> EXERCISE:
Give the data again in its entirety, exactly as provided.

> Extracted records:
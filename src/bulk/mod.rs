//! Bulk actions over a selection of record keys.
//!
//! Each key is handled independently: a missing key or a failed write is
//! recorded in the report and the batch moves on.

use std::fmt;

use serde::{Deserialize, Serialize};

use crate::db::EntityStore;
use crate::models::{Entity, StatusAction, Transition};
use crate::view::Selection;

#[derive(Debug, Clone, Copy, PartialEq, Eq, Serialize, Deserialize)]
#[serde(rename_all = "lowercase")]
pub enum BulkAction {
    Publish,
    Unpublish,
    Retire,
    Delete,
    Activate,
    Suspend,
}

impl BulkAction {
    pub fn as_str(&self) -> &'static str {
        match self {
            BulkAction::Publish => "publish",
            BulkAction::Unpublish => "unpublish",
            BulkAction::Retire => "retire",
            BulkAction::Delete => "delete",
            BulkAction::Activate => "activate",
            BulkAction::Suspend => "suspend",
        }
    }

    /// The status action behind this bulk action; `None` for delete.
    pub fn status_action(&self) -> Option<StatusAction> {
        match self {
            BulkAction::Publish => Some(StatusAction::Publish),
            BulkAction::Unpublish => Some(StatusAction::Unpublish),
            BulkAction::Retire => Some(StatusAction::Retire),
            BulkAction::Activate => Some(StatusAction::Activate),
            BulkAction::Suspend => Some(StatusAction::Suspend),
            BulkAction::Delete => None,
        }
    }
}

impl fmt::Display for BulkAction {
    fn fmt(&self, f: &mut fmt::Formatter<'_>) -> fmt::Result {
        f.write_str(self.as_str())
    }
}

#[derive(Debug, Clone, PartialEq, Serialize, Deserialize)]
pub struct BulkFailure {
    pub key: String,
    pub reason: String,
}

/// Per-key outcome of one bulk run.
#[derive(Debug, Clone, PartialEq, Serialize, Deserialize)]
#[serde(rename_all = "camelCase")]
pub struct BulkReport {
    pub action: BulkAction,
    pub succeeded: Vec<String>,
    /// Keys already in the target state; nothing was written for them.
    pub unchanged: Vec<String>,
    pub failed: Vec<BulkFailure>,
}

impl BulkReport {
    fn new(action: BulkAction) -> Self {
        Self {
            action,
            succeeded: Vec::new(),
            unchanged: Vec::new(),
            failed: Vec::new(),
        }
    }

    fn fail(&mut self, key: &str, reason: impl Into<String>) {
        self.failed.push(BulkFailure {
            key: key.to_string(),
            reason: reason.into(),
        });
    }
}

/// Apply `action` to every key in order.
pub async fn run<E: Entity>(store: &EntityStore<E>, action: BulkAction, keys: &[String]) -> BulkReport {
    let mut report = BulkReport::new(action);

    for key in keys {
        let outcome = match action.status_action() {
            Some(status) => store
                .apply_with_outcome(key, status)
                .await
                .map(|found| found.map(|(_, transition)| transition)),
            None => store
                .delete(key)
                .await
                .map(|deleted| deleted.then_some(Transition::Applied)),
        };

        match outcome {
            Ok(Some(Transition::Applied)) => report.succeeded.push(key.clone()),
            Ok(Some(Transition::Unchanged)) => report.unchanged.push(key.clone()),
            Ok(None) => report.fail(key, "not found"),
            Err(e) => {
                tracing::warn!("Bulk {} failed for {} {}: {}", action, E::KIND, key, e);
                report.fail(key, e.message());
            }
        }
    }

    tracing::info!(
        "Bulk {} on {} {} records: {} succeeded, {} unchanged, {} failed",
        action,
        keys.len(),
        E::KIND,
        report.succeeded.len(),
        report.unchanged.len(),
        report.failed.len()
    );
    report
}

/// Run over a selection, then clear it whatever the outcome.
pub async fn run_selection<E: Entity>(
    store: &EntityStore<E>,
    action: BulkAction,
    selection: &mut Selection,
) -> BulkReport {
    if selection.is_empty() {
        tracing::debug!("Bulk {} skipped: nothing selected", action);
        return BulkReport::new(action);
    }

    let report = run(store, action, selection.keys()).await;
    selection.clear();
    report
}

> PROBLEM SOLUTION:
filename src/bulk/mod.rs
//! Bulk actions over a selection of record keys.
//!
//! Each key is handled independently: a missing key or a failed write is
//! recorded in the report and the batch moves on.

use std::fmt;

use serde::{Deserialize, Serialize};

use crate::db::EntityStore;
use crate::models::{Entity, StatusAction, Transition};
use crate::view::Selection;

#[derive(Debug, Clone, Copy, PartialEq, Eq, Serialize, Deserialize)]
#[serde(rename_all = "lowercase")]
pub enum BulkAction {
    Publish,
    Unpublish,
    Retire,
    Delete,
    Activate,
    Suspend,
}

impl BulkAction {
    pub fn as_str(&self) -> &'static str {
        match self {
            BulkAction::Publish => "publish",
            BulkAction::Unpublish => "unpublish",
            BulkAction::Retire => "retire",
            BulkAction::Delete => "delete",
            BulkAction::Activate => "activate",
            BulkAction::Suspend => "suspend",
        }
    }

    /// The status action behind this bulk action; `None` for delete.
    pub fn status_action(&self) -> Option<StatusAction> {
        match self {
            BulkAction::Publish => Some(StatusAction::Publish),
            BulkAction::Unpublish => Some(StatusAction::Unpublish),
            BulkAction::Retire => Some(StatusAction::Retire),
            BulkAction::Activate => Some(StatusAction::Activate),
            BulkAction::Suspend => Some(StatusAction::Suspend),
            BulkAction::Delete => None,
        }
    }
}

impl fmt::Display for BulkAction {
    fn fmt(&self, f: &mut fmt::Formatter<'_>) -> fmt::Result {
        f.write_str(self.as_str())
    }
}

#[derive(Debug, Clone, PartialEq, Serialize, Deserialize)]
pub struct BulkFailure {
    pub key: String,
    pub reason: String,
}

/// Per-key outcome of one bulk run.
#[derive(Debug, Clone, PartialEq, Serialize, Deserialize)]
#[serde(rename_all = "camelCase")]
pub struct BulkReport {
    pub action: BulkAction,
    pub succeeded: Vec<String>,
    /// Keys already in the target state; nothing was written for them.
    pub unchanged: Vec<String>,
    pub failed: Vec<BulkFailure>,
}

impl BulkReport {
    fn new(action: BulkAction) -> Self {
        Self {
            action,
            succeeded: Vec::new(),
            unchanged: Vec::new(),
            failed: Vec::new(),
        }
    }

    fn fail(&mut self, key: &str, reason: impl Into<String>) {
        self.failed.push(BulkFailure {
            key: key.to_string(),
            reason: reason.into(),
        });
    }
}

/// Apply `action` to every key in order.
pub async fn run<E: Entity>(store: &EntityStore<E>, action: BulkAction, keys: &[String]) -> BulkReport {
    let mut report = BulkReport::new(action);

    for key in keys {
        let outcome = match action.status_action() {
            Some(status) => store
                .apply_with_outcome(key, status)
                .await
                .map(|found| found.map(|(_, transition)| transition)),
            None => store
                .delete(key)
                .await
                .map(|deleted| deleted.then_some(Transition::Applied)),
        };

        match outcome {
            Ok(Some(Transition::Applied)) => report.succeeded.push(key.clone()),
            Ok(Some(Transition::Unchanged)) => report.unchanged.push(key.clone()),
            Ok(None) => report.fail(key, "not found"),
            Err(e) => {
                tracing::warn!("Bulk {} failed for {} {}: {}", action, E::KIND, key, e);
                report.fail(key, e.message());
            }
        }
    }

    tracing::info!(
        "Bulk {} on {} {} records: {} succeeded, {} unchanged, {} failed",
        action,
        keys.len(),
        E::KIND,
        report.succeeded.len(),
        report.unchanged.len(),
        report.failed.len()
    );
    report
}

/// Run over a selection, then clear it whatever the outcome.
pub async fn run_selection<E: Entity>(
    store: &EntityStore<E>,
    action: BulkAction,
    selection: &mut Selection,
) -> BulkReport {
    if selection.is_empty() {
        tracing::debug!("Bulk {} skipped: nothing selected", action);
        return BulkReport::new(action);
    }

    let report = run(store, action, selection.keys()).await;
    selection.clear();
    report
}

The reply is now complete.